Microsoft threw a dig at Apple after changing the code, stating in the new release notes for the new version that Video for Windows “did not include the low-level driver code that was previously licensed from Intel” (which people in the ‘know’ understood to be Apple’s code!)
During this same time, Microsoft controlled approximately 85% of the market and started to dig its heels into the back of Apple, using their reputation to not just squash Apple’s lawsuit-happy legal department, but also segment themselves completely as the preferred operating system in the world.
- Bill Gates and Windows 95 – photo credit: Biography.com
1995: Microsoft wants it all, and they want it now!
Apple had a number of suits circulating around Microsoft and the various developers it used at this time. In the hilarity that ensued after the Microsoft for Video code theft scandal, Microsoft punched back by releasing Windows 95 without releasing any beta versions to Apple developers. This was an issue for a few key reasons:
- Both companies, as the top GUIs on the market, traded information about their products so their software would work with each other’s operating system, an ability that was essential to consumer preferences and each company’s proprietary software sales.

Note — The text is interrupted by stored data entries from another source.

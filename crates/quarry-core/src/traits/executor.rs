// SPDX-FileCopyrightText: 2026 Quarry Contributors
// SPDX-License-Identifier: MIT OR Apache-2.0

//! Query executor that runs filtered queries against storage.

use async_trait::async_trait;

use crate::error::QuarryError;
use crate::traits::adapter::PluginAdapter;
use crate::types::{ExecutionResult, QueryConfig};

/// Executes a resolved, authorized [`QueryConfig`].
///
/// Storage-layer failures are returned as [`QuarryError::ExecutorFailure`].
#[async_trait]
pub trait QueryExecutor: PluginAdapter {
    async fn execute(&self, config: &QueryConfig) -> Result<ExecutionResult, QuarryError>;
}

- Apple’s success was waning, and they were fighting (and suing) tooth and nail to hang on to their 15% market share.
- It showed Apple that Microsoft had their sights set on pushing them completely out of the operating system war, rather than working with them to benefit each other.
Microsoft basically said that they made a habit of releasing betas only to software companies that can offer input to improve the product, and to those whose livelihoods depend on Window’s software products. Their position was that neither applied to Apple and their developers. Microsoft tried to hold them hostage by demanding they cancel all lawsuits and cease development on a major competing program Apple was creating called OpenDoc.

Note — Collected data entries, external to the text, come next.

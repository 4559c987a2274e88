// SPDX-FileCopyrightText: 2026 Quarry Contributors
// SPDX-License-Identifier: MIT OR Apache-2.0

//! Common types shared by the matcher, providers, RBAC filter, and orchestrator.

use std::time::Duration;

use serde::{Deserialize, Serialize};
use serde_json::{Map, Value};
use strum::{Display, EnumString};

/// Pseudo-model used for multi-entity count queries.
pub const AGGREGATE_MODEL: &str = "aggregate";

/// Operation a [`QueryConfig`] asks the executor to perform.
#[derive(
    Debug, Clone, Copy, PartialEq, Eq, Hash, Display, EnumString, Serialize, Deserialize,
)]
#[strum(serialize_all = "camelCase")]
#[serde(rename_all = "camelCase")]
pub enum QueryOperation {
    FindMany,
    Count,
    Aggregate,
}

/// Storage-agnostic representation of a resolved query.
///
/// This is structural data only. The `args` payload carries filter
/// predicates (`where`), field selection, ordering and pagination as nested
/// key-value maps, and is interpreted solely by the executor.
#[derive(Debug, Clone, PartialEq, Serialize, Deserialize)]
pub struct QueryConfig {
    pub model: String,
    pub operation: QueryOperation,
    #[serde(default)]
    pub args: Map<String, Value>,
}

impl QueryConfig {
    /// Builds a config from a JSON value for `args`. Non-object values yield empty args.
    pub fn new(model: impl Into<String>, operation: QueryOperation, args: Value) -> Self {
        let args = match args {
            Value::Object(map) => map,
            _ => Map::new(),
        };
        Self {
            model: model.into(),
            operation,
            args,
        }
    }

    /// Whether this config targets the aggregate pseudo-model.
    pub fn is_aggregate(&self) -> bool {
        self.model.eq_ignore_ascii_case(AGGREGATE_MODEL)
    }

    /// The `where` predicate object, if present.
    pub fn where_clause(&self) -> Option<&Map<String, Value>> {
        self.args.get("where").and_then(Value::as_object)
    }
}

/// Coarse-grained permission domain that data models map onto.
#[derive(
    Debug, Clone, Copy, PartialEq, Eq, Hash, Display, EnumString, Serialize, Deserialize,
)]
#[strum(serialize_all = "UPPERCASE")]
#[serde(rename_all = "UPPERCASE")]
pub enum ResourceType {
    Product,
    Solution,
    Customer,
}

impl ResourceType {
    /// Lowercase label used in user-visible denial reasons.
    pub fn label(&self) -> &'static str {
        match self {
            ResourceType::Product => "product",
            ResourceType::Solution => "solution",
            ResourceType::Customer => "customer",
        }
    }
}

/// Level of access requested from the permission oracle.
#[derive(
    Debug, Clone, Copy, PartialEq, Eq, Hash, Display, EnumString, Serialize, Deserialize,
)]
#[strum(serialize_all = "UPPERCASE")]
#[serde(rename_all = "UPPERCASE")]
pub enum PermissionLevel {
    Read,
    Write,
    Admin,
}

/// Identity of the caller, supplied per request by the transport layer.
#[derive(Debug, Clone, Default, PartialEq, Eq, Serialize, Deserialize)]
#[serde(rename_all = "camelCase")]
pub struct CallerContext {
    pub user_id: String,
    #[serde(default)]
    pub role: Option<String>,
    #[serde(default)]
    pub is_admin: bool,
    #[serde(default)]
    pub roles: Vec<String>,
}

impl CallerContext {
    pub fn new(user_id: impl Into<String>) -> Self {
        Self {
            user_id: user_id.into(),
            ..Self::default()
        }
    }

    /// An administrator context, used by tests and operator tooling.
    pub fn admin(user_id: impl Into<String>) -> Self {
        Self {
            user_id: user_id.into(),
            role: Some("ADMIN".into()),
            is_admin: true,
            roles: vec!["ADMIN".into()],
        }
    }

    pub fn with_role(mut self, role: impl Into<String>) -> Self {
        let role = role.into();
        self.roles.push(role.clone());
        self.role = Some(role);
        self
    }

    /// Admin via the explicit flag, the primary role, or any entry of the role set.
    pub fn has_admin_privileges(&self) -> bool {
        self.is_admin
            || self.role.as_deref().is_some_and(|r| r.eq_ignore_ascii_case("ADMIN"))
            || self.roles.iter().any(|r| r.eq_ignore_ascii_case("ADMIN"))
    }

    /// Primary role for audit records, falling back to the first listed role.
    pub fn display_role(&self) -> &str {
        self.role
            .as_deref()
            .or_else(|| self.roles.first().map(String::as_str))
            .unwrap_or("USER")
    }
}

/// Per-request metadata carried into the audit record.
#[derive(Debug, Clone, Default, PartialEq, Eq, Serialize, Deserialize)]
#[serde(rename_all = "camelCase")]
pub struct RequestMeta {
    #[serde(default)]
    pub ip_address: Option<String>,
    #[serde(default)]
    pub user_agent: Option<String>,
    #[serde(default)]
    pub conversation_id: Option<String>,
    /// Explicitly requested provider. When set, a misconfigured provider is an
    /// error instead of a silent fallback.
    #[serde(default)]
    pub provider: Option<ProviderKind>,
}

/// Language-model provider families known to the registry.
#[derive(
    Debug, Clone, Copy, PartialEq, Eq, Hash, Display, EnumString, Serialize, Deserialize,
)]
#[strum(serialize_all = "lowercase")]
#[serde(rename_all = "lowercase")]
pub enum ProviderKind {
    #[strum(to_string = "openai")]
    OpenAi,
    Gemini,
    Anthropic,
    /// OAuth client-credentials gateway fronting hosted models.
    #[strum(to_string = "gateway", serialize = "cisco")]
    #[serde(alias = "cisco")]
    Gateway,
    /// Deterministic stub, always ready.
    Mock,
}

impl ProviderKind {
    pub const ALL: [ProviderKind; 5] = [
        ProviderKind::OpenAi,
        ProviderKind::Gemini,
        ProviderKind::Anthropic,
        ProviderKind::Gateway,
        ProviderKind::Mock,
    ];
}

/// Per-call overrides for a completion.
#[derive(Debug, Clone, Default, PartialEq)]
pub struct CompletionOptions {
    pub system_prompt: Option<String>,
    pub model: Option<String>,
    pub max_tokens: Option<u32>,
    pub temperature: Option<f32>,
    /// Hard deadline for the call. The provider's configured timeout applies when absent.
    pub timeout: Option<Duration>,
}

/// Token accounting reported by a provider.
#[derive(Debug, Clone, Copy, Default, PartialEq, Eq, Serialize, Deserialize)]
#[serde(rename_all = "camelCase")]
pub struct TokenUsage {
    pub prompt_tokens: u32,
    pub completion_tokens: u32,
    pub total_tokens: u32,
}

impl TokenUsage {
    pub fn new(prompt_tokens: u32, completion_tokens: u32) -> Self {
        Self {
            prompt_tokens,
            completion_tokens,
            total_tokens: prompt_tokens + completion_tokens,
        }
    }
}

/// Result of a single-shot completion.
#[derive(Debug, Clone, PartialEq)]
pub struct CompletionResponse {
    pub text: String,
    pub model: String,
    pub provider: ProviderKind,
    pub latency: Duration,
    pub usage: TokenUsage,
}

/// What the executor returned for a query.
#[derive(Debug, Clone, PartialEq, Serialize, Deserialize)]
#[serde(rename_all = "camelCase", tag = "kind", content = "value")]
pub enum ExecutionResult {
    Rows(Vec<Value>),
    Count(u64),
    Aggregate(Map<String, Value>),
}

impl ExecutionResult {
    /// Number of rows for row results, one for scalar and aggregate results.
    pub fn row_count(&self) -> usize {
        match self {
            ExecutionResult::Rows(rows) => rows.len(),
            ExecutionResult::Count(_) | ExecutionResult::Aggregate(_) => 1,
        }
    }

    /// Caps row results at `max` entries. Returns true when rows were dropped.
    pub fn truncate(&mut self, max: usize) -> bool {
        match self {
            ExecutionResult::Rows(rows) if rows.len() > max => {
                rows.truncate(max);
                true
            }
            _ => false,
        }
    }
}

/// Health status reported by adapter health checks.
#[derive(Debug, Clone, PartialEq, Eq)]
pub enum HealthStatus {
    /// Adapter is fully operational.
    Healthy,
    /// Adapter is operational but experiencing issues.
    Degraded(String),
    /// Adapter is not operational.
    Unhealthy(String),
}

/// Identifies the role an adapter plays in the pipeline.
#[derive(
    Debug, Clone, Copy, PartialEq, Eq, Hash, Display, EnumString, Serialize, Deserialize,
)]
pub enum AdapterType {
    Provider,
    PermissionOracle,
    QueryExecutor,
}

#[cfg(test)]
mod tests {
    use super::*;
    use serde_json::json;

    #[test]
    fn query_config_parses_provider_output() {
        let raw = r#"{"model":"product","operation":"findMany","args":{"where":{"deletedAt":null}}}"#;
        let config: QueryConfig = serde_json::from_str(raw).unwrap();
        assert_eq!(config.model, "product");
        assert_eq!(config.operation, QueryOperation::FindMany);
        assert!(config.where_clause().unwrap().contains_key("deletedAt"));
    }

    #[test]
    fn query_config_args_default_to_empty() {
        let config: QueryConfig =
            serde_json::from_str(r#"{"model":"customer","operation":"count"}"#).unwrap();
        assert!(config.args.is_empty());
        assert!(config.where_clause().is_none());
    }

    #[test]
    fn non_object_args_become_empty() {
        let config = QueryConfig::new("task", QueryOperation::FindMany, json!([1, 2]));
        assert!(config.args.is_empty());
    }

    #[test]
    fn admin_detection_checks_flag_role_and_role_set() {
        assert!(CallerContext::admin("a").has_admin_privileges());

        let by_role = CallerContext::new("b").with_role("admin");
        assert!(by_role.has_admin_privileges());

        let by_set = CallerContext {
            user_id: "c".into(),
            role: Some("CSS".into()),
            is_admin: false,
            roles: vec!["SME".into(), "ADMIN".into()],
        };
        assert!(by_set.has_admin_privileges());

        assert!(!CallerContext::new("d").with_role("CSS").has_admin_privileges());
    }

    #[test]
    fn gateway_accepts_legacy_name() {
        use std::str::FromStr;
        assert_eq!(ProviderKind::from_str("cisco").unwrap(), ProviderKind::Gateway);
        assert_eq!(ProviderKind::Gateway.to_string(), "gateway");
        let parsed: ProviderKind = serde_json::from_str("\"cisco\"").unwrap();
        assert_eq!(parsed, ProviderKind::Gateway);
    }

    #[test]
    fn truncate_caps_rows_only() {
        let mut rows = ExecutionResult::Rows(vec![json!(1), json!(2), json!(3)]);
        assert!(rows.truncate(2));
        assert_eq!(rows.row_count(), 2);

        let mut count = ExecutionResult::Count(10);
        assert!(!count.truncate(2));
        assert_eq!(count.row_count(), 1);
    }

    #[test]
    fn token_usage_totals() {
        let usage = TokenUsage::new(12, 30);
        assert_eq!(usage.total_tokens, 42);
    }
}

This dispute ended abruptly when Steve Jobs returned to the helm of Apple, when the company was rumoured to be just days away from bankruptcy. Apple withdrew its lawsuits, Microsoft purchased $150-million in non-voting stock from the company (saving it). It’s also rumoured they also privately paid Apple $100-million for previous infringements on the company’s copyrights, though this isn’t official public information.

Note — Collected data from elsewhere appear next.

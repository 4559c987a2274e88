// SPDX-FileCopyrightText: 2026 Quarry Contributors
// SPDX-License-Identifier: MIT OR Apache-2.0

//! TLS policy for outbound provider endpoints.
//!
//! Remote endpoints (vendor APIs, OAuth token endpoints, gateway URLs) must
//! use HTTPS. Loopback hosts are exempt so local proxies and test servers work.

use quarry_core::QuarryError;
use tracing::error;

/// Validate an endpoint URL before any request is sent to it.
///
/// Violations are configuration errors: the offending URL comes from
/// environment or config, never from a caller.
pub fn validate_url(url: &str) -> Result<url::Url, QuarryError> {
    let parsed = url::Url::parse(url).map_err(|e| QuarryError::Configuration {
        message: format!("invalid endpoint URL: {e}"),
        missing: vec![],
    })?;

    let host = parsed.host_str().unwrap_or("");
    if is_localhost(host) {
        return Ok(parsed);
    }

    if parsed.scheme() != "https" {
        error!(host = %host, scheme = parsed.scheme(), "refusing non-TLS provider endpoint");
        return Err(QuarryError::Configuration {
            message: format!("endpoint for host `{host}` must use https"),
            missing: vec![],
        });
    }

    Ok(parsed)
}

/// Check if a host refers to the loopback interface.
pub fn is_localhost(host: &str) -> bool {
    matches!(host, "localhost" | "::1" | "[::1]") || host.starts_with("127.")
}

- Steve Jobs and iPhone 4 – photo credit: Wikimedia Commons
1997 and beyond: Apple separates itself from the desktop battle
This was right around the time the tech bubble burst back in the late 90s and early 2000s. Microsoft suffered a decline in sales in the dark years between Windows 98 and the beginnings of the brand’s resurgence with the bug-riddled Vista. Apple, under the guidance of Jobs, began to craft and create a brand new area of tech with their trendy iMac lineup, the innovative iTunes and iPod platform, one of a kind iPhones, and other products that allowed them to get out from underneath the clutches of Microsoft.
Modern day Microsoft has received a lot of praise for Windows 10 and how well it renders on PCs, laptops, smartphones and other mobile devices. However, it’s widely accepted they’ll never hold a candle to the popularity of iTunes; the loyal consumer preferences toward iMacs in the art industry as a whole; or the popularity of Apple’s lineup of mobile smart devices.
While the two are now still competitors, each has a certain exclusivity in their product offerings that effectively insulate them from each other and other emerging competitors in the market. This means that while the disputes will still continue, the major battles from the days of old will be the ones we remember the most.